専門家(せんもんか)とは、技術・芸術・その他特定の職域に精通し、専門的な知識と能力のある人のこと。

ウィキペディアより引用

つまり、自分の専門分野以外のことを学んだり取り入れるということは邪道でもなんでもないわけですね。ちょっとホッとしました。

ある特定の領域で高い知識と技術を習得していることが大切ですが、私はその分野以外のことを見聞きして吸収することがかなり大切だと感じています。

井の中の蛙にならないために広く視野を持つ

たとえば、植木職人は植木を手入れする職人なので、マーケティングの知識なんて必要ないですか?

リハビリテーションの専門家は、看護師や薬剤師の持つ知識を学ぶ必要はまったくないのですか?

だとしたら井の中の蛙で終わってしまうでしょうね。

何でもかんでも視野を広げるという名目で手を出しすぎるのもどうかと思いますが、私はいろんなものに興味をもって触れてみて、それが回り回って自分の領域に良い影響を与えるものだと信じて、ここ数年は全く関係ない領域のセミナーや書籍に触れる機会を意識的に増やしています。

医療者としては全く使わない知識もありますが、社会人としては知っておくべき知識、父親として知っておくべき知識、夫として持っておくべきネタというのもありますし、結果的に本業に結びつくものもあります。

それこそ「えっ!この知識がここに結びつくの!?」っていうものも少なくありません。

専門家という言葉に甘えてはいけない

専門家っていう言葉は、ともすると甘えるための格好の道具になり得ます。

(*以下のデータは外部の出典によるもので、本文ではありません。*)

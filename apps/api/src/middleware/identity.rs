use auditrail_core::{ActorIdentity, AppError, TenantId, UserId};
use axum::http::HeaderMap;
use uuid::Uuid;

pub(super) const ACTOR_ID_HEADER: &str = "x-actor-id";
pub(super) const ACTOR_EMAIL_HEADER: &str = "x-actor-email";
pub(super) const ACTOR_ROLE_HEADER: &str = "x-actor-role";

pub(super) fn header_value(headers: &HeaderMap, name: &str) -> Option<String> {
    headers
        .get(name)
        .and_then(|value| value.to_str().ok())
        .map(str::trim)
        .filter(|value| !value.is_empty())
        .map(ToOwned::to_owned)
}

/// Reads the gateway-supplied identity. Requests without `X-Actor-Id` are anonymous.
pub(super) fn actor_from_headers(
    headers: &HeaderMap,
    tenant_id: Option<TenantId>,
) -> Result<Option<ActorIdentity>, AppError> {
    let Some(raw_id) = header_value(headers, ACTOR_ID_HEADER) else {
        return Ok(None);
    };

    let user_id = Uuid::parse_str(raw_id.as_str())
        .map(UserId::from_uuid)
        .map_err(|error| AppError::Unauthorized(format!("invalid X-Actor-Id header: {error}")))?;

    Ok(Some(ActorIdentity::new(
        user_id,
        header_value(headers, ACTOR_EMAIL_HEADER),
        header_value(headers, ACTOR_ROLE_HEADER),
        tenant_id,
    )))
}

「専門外だから、、、」と言えば、自分はそれに関わらなくてもいいという、ある種の正当性みたいなものを秘めている言葉ですが、こうやって正しい意味を考えると、逆に専門外のことに触れなくていいという理由にはならないことがわかります。

私の後輩のケースでいうと、後輩たちの言っている「私たちはリハビリテーションの専門家なのだから、この仕事は我々がすべきことではない」という言葉は、私流に言い換えると「私たちは井の中の蛙だから、大河を知る必要はない」と言っているようなものです。まぁ、恥ずかしいw

前述しましたが、人間として知っておくべきことは多くあります。手を出しすぎるのもどうかと思いますが、しっかりとアンテナを張り巡らせて多くのことを吸収し、高い人間力を備えたセラピストが行うリハビリテーションというのは、患者さんにまた違った景色をもたらしてくれると思っています。

もちろん専門家であるために、専門的な知識や技術が高いレベルで備わっているということは大前提ですから、そこを逆にいいように解釈してはダメですね。

やることやって、余力でちょっとアンテナを張り巡らせるという姿勢はどんな分野においても非常に大切な考え方だと思います。